%%
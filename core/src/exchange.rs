//! One request/response exchange over a socket owned by a single task.
//!
//! # Design
//! `PendingExchange` bundles the stream, the read buffer and the timeout
//! guard. Every await inside it goes through the guard, so a fired deadline
//! interrupts whichever step is in flight. Dropping the exchange closes the
//! socket, and that happens on every exit path because the task owns it by
//! value.
//!
//! Bytes that arrive past the end of the head stay in `buf` and are consumed
//! by the body decoders before anything new is read from the socket.

use std::io;
use std::time::Duration;

use bytes::{Buf, Bytes, BytesMut};
use tokio::io::{AsyncRead, AsyncReadExt, AsyncWrite, AsyncWriteExt};
use tokio::net::TcpStream;

use crate::body::{parse_chunk_size, select_body, BodyKind, MAX_CHUNK_LINE_LEN};
use crate::error::{unexpected_eof, FetchError};
use crate::guard::TimeoutGuard;
use crate::http::{
    build_request, find_crlf, find_header_end, parse_head, status_class, MAX_HEAD_LEN,
};
use crate::types::{HeaderMap, Response};

/// Port used when the host carries none, i.e. service "http".
pub(crate) const HTTP_PORT: u16 = 80;

const READ_CHUNK: usize = 8 * 1024;

/// Run a complete GET exchange against `host`.
pub(crate) async fn run(host: &str, resource: &str, timeout: Duration) -> Result<Response, FetchError> {
    let guard = TimeoutGuard::arm(timeout);
    let deadline = guard.deadline();
    // Errors raised without touching the socket (a non-200 status, say) skip
    // the guard, so the flag is checked once more on the way out.
    deadline.settle(drive(host, resource, guard).await)
}

async fn drive(host: &str, resource: &str, guard: TimeoutGuard) -> Result<Response, FetchError> {
    let stream = guard.run(connect(host)).await?;
    tracing::debug!(host, "connected");

    let mut exchange = PendingExchange::new(stream, guard);
    exchange.write_request(&build_request(host, resource)).await?;
    let (status, headers) = exchange.read_head().await?;
    let body = exchange.read_body(status, &headers).await?;
    exchange.finish()?;
    Ok(Response::new(status, headers, body))
}

/// Resolve `host` and connect to the first address that accepts.
pub(crate) async fn connect(host: &str) -> Result<TcpStream, FetchError> {
    let (name, port) = split_host_port(host)?;
    let addrs = tokio::net::lookup_host((name, port))
        .await
        .map_err(FetchError::Connection)?;

    let mut last_err = None;
    for addr in addrs {
        match TcpStream::connect(addr).await {
            Ok(stream) => return Ok(stream),
            Err(e) => {
                tracing::debug!(%addr, error = %e, "connect attempt failed");
                last_err = Some(e);
            }
        }
    }
    Err(FetchError::Connection(last_err.unwrap_or_else(|| {
        io::Error::new(
            io::ErrorKind::NotFound,
            format!("{name} resolved to no addresses"),
        )
    })))
}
%%
■ EXERCISE DIRECTIONS ■
The expected answer is an exact copy of the lines above, beginning at the line with "Run a complete" and ending at the line with "async fn drive(host: &str, resource: &str, guard: TimeoutGuard)", with both ends in.

■ TASK RESULT ■
/// Run a complete GET exchange against `host`.
pub(crate) async fn run(host: &str, resource: &str, timeout: Duration) -> Result<Response, FetchError> {
    let guard = TimeoutGuard::arm(timeout);
    let deadline = guard.deadline();
    // Errors raised without touching the socket (a non-200 status, say) skip
    // the guard, so the flag is checked once more on the way out.
    deadline.settle(drive(host, resource, guard).await)
}

async fn drive(host: &str, resource: &str, guard: TimeoutGuard) -> Result<Response, FetchError> {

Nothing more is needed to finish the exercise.